Sorry 1.10 on the device back. Itā€™s a single normal switch.

For the built in Firmware Updater, it says to power cycle the device for best results.

The 1.10 HW is the original, but it should work fine with your run, I think over 15ft is pushing it. But since you can turn it off and not back on that is more indicative of a wiring problem I think. I think it mostly only was a problem with 3-ways also.

I only see the IN and OUT tied to one other wire which I assume is the hot feed. Where is the switch leg getting its hot power? The switch leg would have two wires, the white you are using as the return, the black would be the feed, the black should be connected to constant power. Both white and black should be connected to opposite mounts on the switch itself (same as it should have been prior).

Also where is the light, in another box? Light should have Neutral tied into the Neutral bundle, and hot should be connected to the RED/OUT

It almost looks like the black/red combo and the white/yellow are both the same wire, and I don't see any other wires. So still confusing on your wiring.

I had removed the light just to make sure power was properly getting to the relay. Hereā€™s some more photos of the wiring. Iā€™m no electrician, but maybe thereā€™s the potential I swapped the black that was going to the light fixture with the black of the black/white pair.

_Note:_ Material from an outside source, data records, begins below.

#[cfg(test)]
mod tests {
    use super::*;
    use crate::storage::test_record;
    use tempfile::tempdir;

    #[tokio::test]
    async fn test_sqlite_insert_find() {
        let storage = SqliteStorage::in_memory().await.unwrap();
        let record = test_record("a", "c1", "course", 12);
        storage.insert(&record).await.unwrap();

        let loaded = storage.find("a").await.unwrap().unwrap();
        assert_eq!(loaded.context_id, "c1");
        assert_eq!(loaded.size_kb, 12);
        assert_eq!(loaded.path, record.path);
        assert!(storage.find("missing").await.unwrap().is_none());
    }

    #[tokio::test]
    async fn test_sqlite_insert_is_upsert() {
        let storage = SqliteStorage::in_memory().await.unwrap();
        storage.insert(&test_record("a", "c1", "course", 12)).await.unwrap();
        storage.insert(&test_record("a", "c1", "course", 3)).await.unwrap();

        assert_eq!(storage.all().await.unwrap().len(), 1);
        assert_eq!(storage.total_size().await.unwrap(), 3);
    }

    #[tokio::test]
    async fn test_sqlite_sizes_and_context_delete() {
        let storage = SqliteStorage::in_memory().await.unwrap();
        storage.insert(&test_record("a", "c1", "course", 10)).await.unwrap();
        storage.insert(&test_record("b", "c1", "course", 5)).await.unwrap();
        storage.insert(&test_record("c", "c2", "group", 7)).await.unwrap();

        assert_eq!(storage.total_size().await.unwrap(), 22);
        assert_eq!(storage.total_size_by_area("group").await.unwrap(), 7);
        assert_eq!(storage.total_size_by_area("none").await.unwrap(), 0);
        assert_eq!(storage.find_by_context("c1").await.unwrap().len(), 2);

        assert_eq!(storage.delete_by_context("c1").await.unwrap(), 2);
        assert_eq!(storage.all().await.unwrap().len(), 1);

        storage.clear().await.unwrap();
        assert_eq!(storage.total_size().await.unwrap(), 0);
    }

    #[tokio::test]
    async fn test_sqlite_update_location() {
        let storage = SqliteStorage::in_memory().await.unwrap();
        storage.insert(&test_record("a", "c1", "course", 10)).await.unwrap();

        let now = Utc::now();
        assert!(storage
            .update_location("a", Path::new("/moved/b.pdf"), "b.pdf", now)
            .await
            .unwrap());
        let loaded = storage.find("a").await.unwrap().unwrap();
        assert_eq!(loaded.filename, "b.pdf");
        assert_eq!(loaded.path, Path::new("/moved/b.pdf"));
        assert_eq!(
            loaded.update_time.map(|t| t.timestamp()),
            Some(now.timestamp())
        );
    }

    #[tokio::test]
    async fn test_sqlite_key_value() {
        let storage = SqliteStorage::in_memory().await.unwrap();
        storage.set("snapshot", b"{}").await.unwrap();
        storage.set("snapshot", b"{\"a\":1}").await.unwrap();
        assert_eq!(
            storage.get("snapshot").await.unwrap().as_deref(),
            Some(&b"{\"a\":1}"[..])
        );
        storage.remove("snapshot").await.unwrap();
        assert!(storage.get("snapshot").await.unwrap().is_none());
    }

    #[tokio::test]
    async fn test_sqlite_survives_reopen() {
        let dir = tempdir().unwrap();
        let path = dir.path().join("nested").join("queue.db");

        let storage = SqliteStorage::open(&path).await.unwrap();
        storage.insert(&test_record("a", "c1", "course", 10)).await.unwrap();
        storage.set("k", b"v").await.unwrap();
        MetadataStore::close(&storage).await.unwrap();
        assert!(storage.is_closed().await);
        assert!(storage.find("a").await.is_err());

        let reopened = SqliteStorage::open(&path).await.unwrap();
        assert!(reopened.find("a").await.unwrap().is_some());
        assert_eq!(reopened.get("k").await.unwrap().as_deref(), Some(&b"v"[..]));
    }

    #[tokio::test]
    async fn test_close_is_idempotent() {
        let storage = SqliteStorage::in_memory().await.unwrap();
        MetadataStore::close(&storage).await.unwrap();
        KeyValueStore::close(&storage).await.unwrap();
    }

    #[tokio::test]
    async fn test_schema_versioning() {
        let storage = SqliteStorage::in_memory().await.unwrap();

        let guard = storage.conn.lock().await;
        let conn = guard.as_ref().unwrap();
        let version: u32 = conn
            .pragma_query_value(None, "user_version", |row| row.get(0))
            .unwrap();
        assert_eq!(version, CURRENT_SCHEMA_VERSION);

        // Running migrate again is a no-op
        migrate(conn).unwrap();
        let version2: u32 = conn
            .pragma_query_value(None, "user_version", |row| row.get(0))
            .unwrap();
        assert_eq!(version2, CURRENT_SCHEMA_VERSION);
    }
}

I cant really see where the RED/Yellow eventually go in those pics.
Where are you connecting the light fixture in there? If you have it removed the Red should be capped with nothing on it.

image

If 1 and 2 as I marked are both going to the wall switch which is what I suspect, that is the problem.

2 would be correct in that case, but 1 would need to go in the hot feed bundle, and the red goes to the hot on the light fixture.

The way I have it:

The blue/black bundle goes to the switch (3 of 3 wires pictured)

Red/black would eventually go to the light fixture (2 of 3 wires pictured)

Yellow/white goes goes to the switch (2 of 2)

Neutral whites to to light fixture (2 of 3 wires pictured)

Ohhhhh I see. Moved the black that was with red to the black hots. And it works I think?

Yes I was just typing as such, now it should work, white from light goes to neutrals, and black from light goes to red. Not sure how the relay even powered up if you had the hot feed connected to the red, the light would have also been always on with no way to turn it off. I suspect it was wired as I stated above, but now you have fixed it.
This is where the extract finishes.